Иногда дверь кладовки открывалась, на мгновение корабельные крыски, ослеплённые ярким светом, закрывали свои глаза лапками.
– Земля! Солнце! Мы спасены! – кричали они радостно, - Хвала Творцу и капитану!
Но на картину была бросалась очередная порция мусора и дверь с грохотом закрывалась.
– Это сверкнула молния и гремел гром! – выкручивая мокрый от морских брызг хвост, сказал капитан.
– Да… да… - рассеянно ответил юнга-крысёнок.
– Да сколько же можно нам скитаться по морю! – вскричал одноглазый корабельный плотник.
– Да! Да! Уж 20 лет болтает нас в этой скорлупе! А всё из-за него! Это не капитан! Он просто пьяница и самозванец! – взорвалась диким криком команда.
– Бунтовать, кошачьи потрохи! – грозно отвечал им командир, - Боцман, четыре каракатицы мне в левую ноздрю, всыпать наглецам солёных линьков!
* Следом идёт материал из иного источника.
//! 资源派单处理函数
//!
//! (project, customer, employee) 三元组唯一；customer_id 创建时从项目
//! 冗余过来。派单只停用不删除，工时统计还要引用它。

use axum::{
    Extension, Json,
    extract::{Path, Query, State},
};
use serde::Deserialize;

use crate::api::{ensure_permission, ensure_role, page_bounds};
use crate::audit_log;
use crate::auth::CurrentUser;
use crate::auth::permissions::ADMIN_ROLES;
use crate::core::ServerState;
use crate::db::repository::{
    employee as employee_repo, project as project_repo,
    resource_allocation as allocation_repo,
};
use crate::utils::validation::{MAX_SHORT_TEXT_LEN, validate_date, validate_optional_text};
use crate::utils::{AppError, AppResult};
use shared::models::{ResourceAllocation, ResourceAllocationCreate, ResourceAllocationUpdate};

#[derive(Debug, Deserialize)]
pub struct ListQuery {
    pub limit: Option<i32>,
    pub offset: Option<i32>,
}

fn validate_dates(
    start_date: &Option<String>,
    end_date: &Option<String>,
) -> AppResult<()> {
    let start = start_date
        .as_deref()
        .map(|d| validate_date(d, "start_date"))
        .transpose()?;
    let end = end_date
        .as_deref()
        .map(|d| validate_date(d, "end_date"))
        .transpose()?;
    if let (Some(start), Some(end)) = (start, end)
        && end < start
    {
        return Err(AppError::validation("end_date must not be before start_date"));
    }
    Ok(())
}

/// GET /api/allocations - 列出派单 (含项目/客户/员工名)
pub async fn list(
    State(state): State<ServerState>,
    Extension(user): Extension<CurrentUser>,
    Query(query): Query<ListQuery>,
) -> AppResult<Json<Vec<ResourceAllocation>>> {
    ensure_permission(&user, "resources:read")?;
    let (limit, offset) = page_bounds(query.limit, query.offset);
    let allocations = allocation_repo::find_all(&state.pool(), limit, offset).await?;
    Ok(Json(allocations))
}

/// GET /api/allocations/by-employee/{employee_id} - 某员工的派单
pub async fn list_by_employee(
    State(state): State<ServerState>,
    Extension(user): Extension<CurrentUser>,
    Path(employee_id): Path<i64>,
) -> AppResult<Json<Vec<ResourceAllocation>>> {
    ensure_permission(&user, "resources:read")?;
    let allocations = allocation_repo::find_by_employee(&state.pool(), employee_id).await?;
    Ok(Json(allocations))
}

/// GET /api/allocations/by-project/{project_id} - 某项目的派单
pub async fn list_by_project(
    State(state): State<ServerState>,
    Extension(user): Extension<CurrentUser>,
    Path(project_id): Path<i64>,
) -> AppResult<Json<Vec<ResourceAllocation>>> {
    ensure_permission(&user, "resources:read")?;
    let allocations = allocation_repo::find_by_project(&state.pool(), project_id).await?;
    Ok(Json(allocations))
}

/// GET /api/allocations/{id} - 查询单条派单
pub async fn get_one(
    State(state): State<ServerState>,
    Extension(user): Extension<CurrentUser>,
    Path(id): Path<i64>,
) -> AppResult<Json<ResourceAllocation>> {
    ensure_permission(&user, "resources:read")?;
    let allocation = allocation_repo::find_by_id(&state.pool(), id)
        .await?
        .ok_or_else(|| AppError::not_found(format!("Allocation {id}")))?;
    Ok(Json(allocation))
}

/// POST /api/allocations - 创建派单 (管理员)
pub async fn create(
    State(state): State<ServerState>,
    Extension(user): Extension<CurrentUser>,
    Json(payload): Json<ResourceAllocationCreate>,
) -> AppResult<Json<ResourceAllocation>> {
    ensure_role(&user, ADMIN_ROLES)?;
    validate_optional_text(&payload.allocation_role, "allocation_role", MAX_SHORT_TEXT_LEN)?;
    validate_dates(&payload.start_date, &payload.end_date)?;

    let project = project_repo::find_by_id(&state.pool(), payload.project_id)
        .await?
        .ok_or_else(|| {
            AppError::validation(format!("Project {} does not exist", payload.project_id))
        })?;

    let employee = employee_repo::find_by_id(&state.pool(), payload.employee_id)
        .await?
        .ok_or_else(|| {
            AppError::validation(format!("Employee {} does not exist", payload.employee_id))
        })?;
    if !employee.is_active {
        return Err(AppError::validation(format!(
            "Employee {} is inactive",
            payload.employee_id
        )));
    }

    // 重复三元组由 UNIQUE 约束报 AlreadyExists
    let allocation =
        allocation_repo::create(&state.pool(), &payload, project.customer_id).await?;

    audit_log!(
        "allocation_created",
        actor_id = user.id,
        allocation_id = allocation.id,
        project_id = allocation.project_id,
        customer_id = allocation.customer_id,
        employee_id = allocation.employee_id
    );

    Ok(Json(allocation))
}

/// PUT /api/allocations/{id} - 更新派单 (管理员)
pub async fn update(
    State(state): State<ServerState>,
    Extension(user): Extension<CurrentUser>,
    Path(id): Path<i64>,
    Json(payload): Json<ResourceAllocationUpdate>,
) -> AppResult<Json<ResourceAllocation>> {
    ensure_role(&user, ADMIN_ROLES)?;
    validate_optional_text(&payload.allocation_role, "allocation_role", MAX_SHORT_TEXT_LEN)?;
    validate_dates(&payload.start_date, &payload.end_date)?;

    let allocation = allocation_repo::update(&state.pool(), id, &payload).await?;

    audit_log!(
        "allocation_updated",
        actor_id = user.id,
        allocation_id = allocation.id
    );

    Ok(Json(allocation))
}

/// DELETE /api/allocations/{id} - 停用派单 (管理员)
pub async fn remove(
    State(state): State<ServerState>,
    Extension(user): Extension<CurrentUser>,
    Path(id): Path<i64>,
) -> AppResult<Json<bool>> {
    ensure_role(&user, ADMIN_ROLES)?;

    allocation_repo::deactivate(&state.pool(), id).await?;

    audit_log!("allocation_deactivated", actor_id = user.id, allocation_id = id);

    Ok(Json(true))
}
Не тебя ли, одноглазый, я спас от виселицы в одном из рассказов нашего Творца?!
– Низложить! – кричал плотник, залезая на ванты, - Капитана на рею!
– Да. Да, - рассеянно повторил юнга, - Шкертать капитана!
– А не тебя ли, бездельник, я подобрал под церковной оградой, где тебя «забыла» твоя крыса-бабка?! – кричал капитан в морду юнги, не забывая осыпать бунтарей ударами могучих крысиных лап.
– На рею! – отрезал немногословный боцман, завязывая на куске шкерта нехитрый узел для шеи своего командира.
– Р-р-р-азбойники! Марсовым на марс! Паруса ставить!
– Баста! Кончился твой срок! Хорош пеньковый галстук?! – спросил командира боцман, накидывая на его шею петлю.
– Молитесь Творцу, пёсьи хвосты!
– Сам молись, капитан, – обратился к крысе с петлёй на шее корабельный капеллан, сложив на своей серой шерстистой груди лапки.
– Трубку! Команда! Я хочу выкурить перед встречей с Творцом трубку!
– Пусть курит… - справедливо решила команда.
Мыши прекратили поедать картину, ожидая развязки. Они отошли чуть дальше, желая видеть всё события.
– Команда, - прохрипел капитан, раскуривая глиняную трубку, - я должен раскрыть одну страшную тайну.
– Какую ещё тайну? – спросил разгорячённый борьбой старый кок, держа в лапах клочок шерсти и пытаясь приладить его на свою грудь, откуда он только что был благополучно выдран могучей лапой командира.
– Правильно, кок. С паршивой крысы – хоть шерсти клок! Ты поплюй на него, прежде чем высадишь этот славный кустик на своей чахлой груди. От страха слюна пропала? Подойди ближе, мышиная твоя душа. Я с удовольствие плюну в негодяя, - мрачно засмеялся капитан.
– Он ещё дразнится! – замахнулся кривым ножом один из матросов.
– Цыц, щербатый! Пусть он говорит.
– Команда! Мы просто нарисованы на холсте!
– Ересь! Не слушайте его! Он сумасшедший! – закричал капеллан, раскинув перед матросами руки.
– Цыц, серый! Пусть он говорит! Продолжай, капитан.
– Творец просто написал краской на холсте и это штормовое море, и нашу бедную скорлупку, и этот кусочек Луны и эти тучи…
– Не слушайте этого ерети… - начал было кричать корабельный служитель культа, но хлёсткий удар в крысиный нос оборвал его пламенную речь, лишив его при этом двух передних зубов.